03/03/2021 VICENZA – Vaccinazioni. L’Ulss 8 parte con i pazienti fragili e non trasportabili. A metà marzo è la volta dei farmacisti. || Vaccini. Dal primo marzo sembrano essere tornati i quantitativi previsti secondo gli accordi con le case farmaceutiche, proseguono così a tamburo battente le vaccinazione anche sul territorio dell’Ulss 8 Berica. Da lunedì si è partiti con la somministrazione di AstraZeneca agli insegnanti . 15 mila quelli previsti e le prenotazione hanno già toccato quota 7.500 ma non si è fermata nemmeno la vaccinazione degli anziani.

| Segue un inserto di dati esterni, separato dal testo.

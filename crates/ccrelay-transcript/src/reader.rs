//! Transcript file readers.
//!
//! [`IncrementalReader`] tails an append-only line file from a byte offset.
//! [`WholeFileReader`] re-parses a rewritten document when its
//! (mtime, size) fingerprint changes.

use std::fs;
use std::path::{Path, PathBuf};
use std::time::SystemTime;

use ccrelay_core::{EngineError, read_complete_lines};
use tracing::debug;

use crate::provider::DocumentParse;

// ─── Incremental ─────────────────────────────────────────────────

/// Byte-offset tail of one line-delimited transcript.
#[derive(Debug)]
pub struct IncrementalReader {
    path: PathBuf,
    offset: u64,
    /// Inode number (for rotation detection).
    inode: u64,
}

impl IncrementalReader {
    /// Start at EOF, skipping history.
    pub fn at_end(path: PathBuf) -> Self {
        let (size, inode) = file_metadata(&path).unwrap_or((0, 0));
        Self {
            path,
            offset: size,
            inode,
        }
    }

    /// Resume from a stored offset.
    pub fn at_offset(path: PathBuf, offset: u64) -> Self {
        let inode = file_metadata(&path).map(|(_, ino)| ino).unwrap_or(0);
        Self {
            path,
            offset,
            inode,
        }
    }

    pub fn path(&self) -> &Path {
        &self.path
    }

    pub fn offset(&self) -> u64 {
        self.offset
    }

    /// New complete lines since the last poll.
    pub fn poll(&mut self) -> Result<Vec<String>, EngineError> {
        if let Some((_, inode)) = file_metadata(&self.path) {
            if self.inode != 0 && inode != self.inode {
                debug!(path = %self.path.display(), "transcript replaced, reading from start");
                self.offset = 0;
            }
            self.inode = inode;
        }

        let batch = read_complete_lines(&self.path, self.offset)
            .map_err(|e| EngineError::transient(format!("read {}", self.path.display()), e))?;
        if batch.truncated {
            debug!(
                path = %self.path.display(),
                offset = self.offset,
                "transcript truncated, offset reset"
            );
        }
        self.offset = batch.offset;
        Ok(batch.lines)
    }
}

/// Get file size and inode for rotation detection.
fn file_metadata(path: &Path) -> Option<(u64, u64)> {
    #[cfg(unix)]
    {
        use std::os::unix::fs::MetadataExt;
        fs::metadata(path).ok().map(|m| (m.len(), m.ino()))
    }
    #[cfg(not(unix))]
    {
        fs::metadata(path).ok().map(|m| (m.len(), 0))
    }
}

// ─── Whole file ──────────────────────────────────────────────────

type Fingerprint = (SystemTime, u64);

/// Message-count tail of one rewritten JSON document.
#[derive(Debug)]
pub struct WholeFileReader {
    path: PathBuf,
    fingerprint: Option<Fingerprint>,
    message_count: usize,
}

impl WholeFileReader {
    pub fn new(path: PathBuf, message_count: usize) -> Self {
        Self {
            path,
            fingerprint: None,
            message_count,
        }
    }

    pub fn path(&self) -> &Path {
        &self.path
    }

    pub fn message_count(&self) -> usize {
        self.message_count
    }

    /// Parse the document if it changed and return events for messages past
    /// the known count. Unchanged files cost one `stat`.
    ///
    /// On error the count is left alone.
    pub fn poll<F>(&mut self, parse: F) -> Result<DocumentParse, EngineError>
    where
        F: FnOnce(&str, usize) -> Result<DocumentParse, EngineError>,
    {
        let meta = fs::metadata(&self.path)
            .map_err(|e| EngineError::transient(format!("stat {}", self.path.display()), e))?;
        let fingerprint = (
            meta.modified()
                .map_err(|e| EngineError::transient("mtime", e))?,
            meta.len(),
        );
        if self.fingerprint == Some(fingerprint) {
            return Ok(DocumentParse {
                events: Vec::new(),
                message_count: self.message_count,
            });
        }

        let content = fs::read_to_string(&self.path)
            .map_err(|e| EngineError::transient(format!("read {}", self.path.display()), e))?;
        // Remember the fingerprint even if parsing fails: the same bytes will
        // not parse any better next cycle.
        self.fingerprint = Some(fingerprint);
        let parsed = parse(&content, self.message_count)?;

        if parsed.message_count < self.message_count {
            debug!(
                path = %self.path.display(),
                known = self.message_count,
                now = parsed.message_count,
                "session document shrank, recounting"
            );
            self.message_count = parsed.message_count;
            return Ok(DocumentParse {
                events: Vec::new(),
                message_count: self.message_count,
            });
        }
        self.message_count = parsed.message_count;
        Ok(parsed)
    }
}

#[cfg(test)]
mod tests {
    use super::*;
    use std::io::Write;
    use tempfile::TempDir;

    fn append(path: &Path, text: &str) {
        let mut f = fs::OpenOptions::new()
            .append(true)
            .create(true)
            .open(path)
            .expect("open");
        f.write_all(text.as_bytes()).expect("write");
    }

    // ─── Incremental ─────────────────────────────────────────────

    #[test]
    fn appended_line_read_from_stored_offset() {
        let tmp = TempDir::new().expect("tempdir");
        let path = tmp.path().join("t.jsonl");
        // Five 24-byte lines: L1..L5 occupy exactly 120 bytes.
        for i in 1..=5 {
            append(&path, &format!("L{i}:{}\n", "x".repeat(20)));
        }
        assert_eq!(fs::metadata(&path).expect("meta").len(), 120);

        let mut reader = IncrementalReader::at_offset(path.clone(), 120);
        append(&path, "L6\n");
        let lines = reader.poll().expect("poll");
        assert_eq!(lines, vec!["L6".to_string()]);
        assert_eq!(reader.offset(), fs::metadata(&path).expect("meta").len());
    }

    #[test]
    fn unchanged_file_yields_nothing_twice() {
        let tmp = TempDir::new().expect("tempdir");
        let path = tmp.path().join("t.jsonl");
        append(&path, "a\nb\n");
        let mut reader = IncrementalReader::at_offset(path, 0);
        assert_eq!(reader.poll().expect("poll").len(), 2);
        assert!(reader.poll().expect("poll").is_empty());
        assert!(reader.poll().expect("poll").is_empty());
    }

    #[test]
    fn partial_line_not_consumed() {
        let tmp = TempDir::new().expect("tempdir");
        let path = tmp.path().join("t.jsonl");
        append(&path, "{\"a\":1}\n{\"b\":");
        let mut reader = IncrementalReader::at_offset(path.clone(), 0);
        assert_eq!(reader.poll().expect("poll"), vec!["{\"a\":1}".to_string()]);
        assert_eq!(reader.offset(), 8);

        append(&path, "2}\n");
        assert_eq!(reader.poll().expect("poll"), vec!["{\"b\":2}".to_string()]);
        assert_eq!(reader.offset(), fs::metadata(&path).expect("meta").len());
    }

    #[test]
    fn at_end_skips_history() {
        let tmp = TempDir::new().expect("tempdir");
        let path = tmp.path().join("t.jsonl");
        append(&path, "old\n");
        let mut reader = IncrementalReader::at_end(path.clone());
        assert!(reader.poll().expect("poll").is_empty());
        append(&path, "new\n");
        assert_eq!(reader.poll().expect("poll"), vec!["new".to_string()]);
    }

    #[test]
    fn truncation_resets_to_start() {
        let tmp = TempDir::new().expect("tempdir");
        let path = tmp.path().join("t.jsonl");
        append(&path, "one\ntwo\nthree\n");
        let mut reader = IncrementalReader::at_offset(path.clone(), 0);
        reader.poll().expect("poll");
        fs::write(&path, "fresh\n").expect("truncate");
        assert_eq!(reader.poll().expect("poll"), vec!["fresh".to_string()]);
    }

    #[test]
    fn missing_file_is_transient() {
        let tmp = TempDir::new().expect("tempdir");
        let mut reader = IncrementalReader::at_offset(tmp.path().join("gone.jsonl"), 0);
        let err = reader.poll().expect_err("missing");
        assert!(err.is_transient());
        assert_eq!(reader.offset(), 0);
    }

    // ─── Whole file ──────────────────────────────────────────────

    fn count_lines(content: &str, known: usize) -> Result<DocumentParse, EngineError> {
        let lines: Vec<&str> = content.lines().collect();
        let events = lines
            .iter()
            .skip(known)
            .map(|l| ccrelay_core::AgentEvent::UserMessage { text: l.to_string() })
            .collect();
        Ok(DocumentParse {
            events,
            message_count: lines.len(),
        })
    }

    #[test]
    fn whole_file_returns_suffix_and_skips_unchanged() {
        let tmp = TempDir::new().expect("tempdir");
        let path = tmp.path().join("s.json");
        fs::write(&path, "m1\nm2\n").expect("write");
        let mut reader = WholeFileReader::new(path.clone(), 0);
        assert_eq!(reader.poll(count_lines).expect("poll").events.len(), 2);

        let mut parses = 0;
        let second = reader
            .poll(|c, k| {
                parses += 1;
                count_lines(c, k)
            })
            .expect("poll");
        assert!(second.events.is_empty());
        assert_eq!(parses, 0, "unchanged fingerprint skips the parse");

        fs::write(&path, "m1\nm2\nm3 longer\n").expect("write");
        let third = reader.poll(count_lines).expect("poll");
        assert_eq!(third.events.len(), 1);
        assert_eq!(reader.message_count(), 3);
    }

    #[test]
    fn whole_file_parse_error_keeps_count() {
        let tmp = TempDir::new().expect("tempdir");
        let path = tmp.path().join("s.json");
        fs::write(&path, "m1\n").expect("write");
        let mut reader = WholeFileReader::new(path, 4);
        let err = reader
            .poll(|_, _| {
                Err(EngineError::CorruptRecord {
                    location: "test".into(),
                    detail: "bad".into(),
                })
            })
            .expect_err("corrupt");
        assert!(matches!(err, EngineError::CorruptRecord { .. }));
        assert_eq!(reader.message_count(), 4);
    }
}
//! Tool invocation / outcome pairing.

use std::collections::HashMap;

use ccrelay_core::AgentEvent;
use tracing::debug;

/// Invocations waiting for their outcome, keyed by invocation id.
///
/// An outcome passes only if it answers a pending invocation, which removes
/// it; so each invocation gets at most one outcome.
#[derive(Debug, Default)]
pub struct ToolPairing {
    pending: HashMap<String, String>,
}

impl ToolPairing {
    pub fn new() -> Self {
        Self::default()
    }

    pub fn apply(&mut self, events: Vec<AgentEvent>) -> Vec<AgentEvent> {
        let mut out = Vec::with_capacity(events.len());
        for event in events {
            match event {
                AgentEvent::ToolInvocation(inv) => {
                    if self.pending.contains_key(&inv.invocation_id) {
                        debug!(id = %inv.invocation_id, "duplicate tool invocation dropped");
                        continue;
                    }
                    self.pending.insert(inv.invocation_id.clone(), inv.name.clone());
                    out.push(AgentEvent::ToolInvocation(inv));
                }
                AgentEvent::ToolOutcome(mut outcome) => {
                    let Some(name) = self.pending.remove(&outcome.invocation_id) else {
                        debug!(id = %outcome.invocation_id, "tool outcome without pending invocation");
                        continue;
                    };
                    outcome.tool_name.get_or_insert(name);
                    out.push(AgentEvent::ToolOutcome(outcome));
                }
                other => out.push(other),
            }
        }
        out
    }

    pub fn pending_count(&self) -> usize {
        self.pending.len()
    }

    /// Drop orphaned invocations. Returns how many were discarded.
    pub fn clear(&mut self) -> usize {
        let n = self.pending.len();
        self.pending.clear();
        n
    }
}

Completata la vaccinazione anche con la seconda dose Pfizer agli operatori sanitari pubblici e privati compresi odontoiatri, psicologi e il personale delle case di riposo, oltre 12 mila soggetti. A metà marzo è la volta dei farmacisti circa 300 i ma già si parte con i pazienti fragili «stiamo partendo – spiega Salvatore Barra Direttore sanitario dell’Ulss 8 Berica – con i pazienti trapiantati di midollo, di rene, i pazienti oncologici e gli oncoematologici». Si parla complessivamente di oltre 4 mila persone. Già vaccinati il 60% di soggetti disabili con la prima dose e in parte già con la seconda e, dalla prossima settimana, si parte con i pazienti non trasportabili circa 700. Numeri importanti che stanno richiedendo un impegno imponente della struttura sanitaria. – Intervistati SALVATORE BARRA (Direttore sanitario Ulss 8 Berica) (Servizio di Gabriella Basso)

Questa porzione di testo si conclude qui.